##### EXERCISE MATERIALS

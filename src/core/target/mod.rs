//! Target definitions - what gets built.
//!
//! A Target represents a buildable artifact of a project: an app, a
//! framework, a library, a bundle or a test bundle.

mod core;
mod platform;
mod product;

pub use self::core::{CoreDataModel, Headers, SourceFile, Target};
pub use self::platform::{DeploymentTarget, Device, Platform};
pub use self::product::Product;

##########

§ EXERCISE AIM
Every line above should be output exactly as it stands.

§ WRITTEN ANSWER
filename src/core/target/mod.rs
//! Target definitions - what gets built.
//!
//! A Target represents a buildable artifact of a project: an app, a
//! framework, a library, a bundle or a test bundle.

mod core;
mod platform;
mod product;

pub use self::core::{CoreDataModel, Headers, SourceFile, Target};
pub use self::platform::{DeploymentTarget, Device, Platform};
pub use self::product::Product;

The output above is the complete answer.